With more and more bad news from the sector emerging almost every day, I set to thinking precisely how this stuff we call insight is understood: my own articles are invariably crammed to the gunnels with advice for the Retail and Hospitality industry about the value of data analysis and moreover, the business value of understanding how trends in, for example, customer behaviour, impact operational Retail outcomes (such as margin improvement, increased sales, etc.). But illustrating such points is made simpler with the work of companies such as dunnhumby which, in its own words, sets out to "democratise Customer Data Science" in an attempt to help businesses within the vertical compete more strongly in today's data-driven world.
One solution with which I have been particularly taken is what the company terms dunnhumby Beyond. Harnessing mobile innovation to garner information, the solution "enables brands and retailers across the UK to make the toughest decisions by providing joined-up insights using the power of data". In reality, the power of this capability is demonstrated in the public-domain releases of true insight that data science delivers - Sales Director David Halls of dunnhumby Beyond regularly publishes tantalising overviews of the genuine insight gleaned from the acquisition of such data, for example this fascinating synopsis of the impact and effectiveness of the UK Government's 'Eat Out To Help Out' scheme. Analysis of the data is able to create statistical, empirical numerical evidence of customer behaviour in a timely manner, enabling Retail and Hospitality businesses participating in the scheme to react to real-world actions - not instinctive 'hunches' or gut-feelings.

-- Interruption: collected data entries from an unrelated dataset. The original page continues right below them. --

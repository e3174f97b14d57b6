//! Fuzz target: typed parsing of arbitrary path parameter text.
//!
//! Parameters are parsed by the type of the field they land in. Arbitrary
//! text must never panic, and a string field must receive the text verbatim.

#![no_main]

use libfuzzer_sys::fuzz_target;
use portkit_http::{decode_fields, PathParams};
use serde::Deserialize;

#[derive(Debug, Deserialize)]
struct Numeric {
    #[allow(dead_code)]
    value: u32,
}

#[derive(Debug, Deserialize)]
struct Text {
    value: String,
}

fuzz_target!(|data: &[u8]| {
    let Ok(raw) = std::str::from_utf8(data) else {
        return;
    };
    let params: PathParams = [("value", raw)].into_iter().collect();

    let _ = decode_fields::<Numeric>(&params, b"");

    match decode_fields::<Text>(&params, b"") {
        Ok(text) => assert_eq!(text.value, raw),
        Err(e) => panic!("string field must accept any parameter: {e}"),
    }
});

Loyalty, promotional personalisation and customer retention are, perhaps, the hottest of themes as Retail reopens and battles for survival post-COVID. For all the words written about Digital Transformation in the sector, the reality for most businesses comes down to harnessing the myriad data sources they already have and the mountains of data they generate to better understand how to serve their customers in a drastically changed sector which continues to evolve at seemingly light speed. This is why insight is so important: without it, old habits will prevail in a new world, proving ineffective and insufficient against competitors which embrace news ways of digital working.

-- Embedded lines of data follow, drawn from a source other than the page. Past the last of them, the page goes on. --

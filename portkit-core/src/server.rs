//! The decode → invoke → encode pipeline.
//!
//! Each call to [`Server::serve`] is an independent run of the state machine
//!
//! ```text
//! Idle → Decoding → Invoking → Encoding → Done
//!            │          │          │
//!            └──────────┴──────────┴──→ Failed
//! ```
//!
//! Stages run strictly in order. The first failure ends the run and is handed
//! to the error handler exactly once; a run that reaches `Done` never touches
//! the handler.

use std::sync::Arc;

use crate::{Context, Decoder, Encoder, Endpoint, ErrorHandler, TransportError};

/// Terminal state of one pipeline run.
#[derive(Debug)]
#[must_use]
pub enum Outcome {
    /// All three stages succeeded and the response is in the sink.
    Done,
    /// A stage failed. The error handler has already seen this error; the
    /// transport may use it to render a failure response but must not
    /// report it again.
    Failed(TransportError),
}

impl Outcome {
    /// Return `true` if the run reached `Done`.
    #[must_use]
    pub fn is_done(&self) -> bool {
        matches!(self, Outcome::Done)
    }
}

/// Binds an endpoint, a decoder, an encoder and an error handler into one
/// transport-facing pipeline.
///
/// - `In`: raw transport input consumed by the decoder.
/// - `Sink`: transport output the encoder writes to.
/// - `Req` / `Resp`: the endpoint's typed request and response.
///
/// A `Server` is immutable after construction, so one instance can serve any
/// number of concurrent requests. Cloning is cheap and shares every
/// component.
pub struct Server<In, Sink, Req, Resp>
where
    In: Send + 'static,
    Req: Send + 'static,
    Resp: Send + 'static,
{
    endpoint: Arc<dyn Endpoint<Req, Resp>>,
    decoder: Arc<dyn Decoder<In, Req>>,
    encoder: Arc<dyn Encoder<Sink, Resp>>,
    error_handler: Arc<dyn ErrorHandler>,
}

impl<In, Sink, Req, Resp> Server<In, Sink, Req, Resp>
where
    In: Send + 'static,
    Sink: Send,
    Req: Send + 'static,
    Resp: Send + 'static,
{
    /// Create a server from all four components.
    ///
    /// The error handler is mandatory; pass
    /// [`LogErrorHandler`](crate::LogErrorHandler) or
    /// [`NopErrorHandler`](crate::NopErrorHandler) for the stock policies.
    #[must_use]
    pub fn new<E, D, C, H>(endpoint: E, decoder: D, encoder: C, error_handler: H) -> Self
    where
        E: Endpoint<Req, Resp> + 'static,
        D: Decoder<In, Req> + 'static,
        C: Encoder<Sink, Resp> + 'static,
        H: ErrorHandler + 'static,
    {
        Self {
            endpoint: Arc::new(endpoint),
            decoder: Arc::new(decoder),
            encoder: Arc::new(encoder),
            error_handler: Arc::new(error_handler),
        }
    }

    /// Replace the error handler.
    #[must_use]
    pub fn with_error_handler<H: ErrorHandler + 'static>(self, error_handler: H) -> Self {
        self.with_shared_error_handler(Arc::new(error_handler))
    }

    /// Replace the error handler with one shared across several servers.
    #[must_use]
    pub fn with_shared_error_handler(mut self, error_handler: Arc<dyn ErrorHandler>) -> Self {
        self.error_handler = error_handler;
        self
    }

    /// Run one request through the pipeline.
    ///
    /// On [`Outcome::Done`] the encoded response is in `sink`. On
    /// [`Outcome::Failed`] the error handler has been invoked once with the
    /// returned error and no later stage has run.
    pub async fn serve(&self, ctx: &Context, input: In, sink: &mut Sink) -> Outcome {
        let req = match self.decoder.decode(ctx.clone(), input).await {
            Ok(req) => req,
            Err(e) => return self.fail(ctx, TransportError::Decode(e)),
        };

        let resp = match self.endpoint.call(ctx.clone(), req).await {
            Ok(resp) => resp,
            Err(e) => return self.fail(ctx, TransportError::Endpoint(e)),
        };

        if let Err(e) = self.encoder.encode(ctx, sink, resp) {
            return self.fail(ctx, TransportError::Encode(e));
        }

        Outcome::Done
    }

    fn fail(&self, ctx: &Context, err: TransportError) -> Outcome {
        self.error_handler.handle(ctx, &err);
        Outcome::Failed(err)
    }
}

impl<In, Sink, Req, Resp> Clone for Server<In, Sink, Req, Resp>
where
    In: Send + 'static,
    Req: Send + 'static,
    Resp: Send + 'static,
{
    fn clone(&self) -> Self {
        Self {
            endpoint: Arc::clone(&self.endpoint),
            decoder: Arc::clone(&self.decoder),
            encoder: Arc::clone(&self.encoder),
            error_handler: Arc::clone(&self.error_handler),
        }
    }
}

When dunnhumby first ran trials for Tesco into what became the Retailer's Loyalty ClubCard in 1994, Chairman at the time, Lord MacLaurin, is said to have proclaimed:
"What scares me about this is that you know more about my customers after three months than I know after 30 years".
Data Science and Analytics have the proven capacity to transform Retail and Hospitality - make sure you have the insight into insight.
Through loyalty data, retailers have a long term view of customer behaviour and preferences. With the right data science applied on the right data in the right places, the shopping journey can be fully personalised.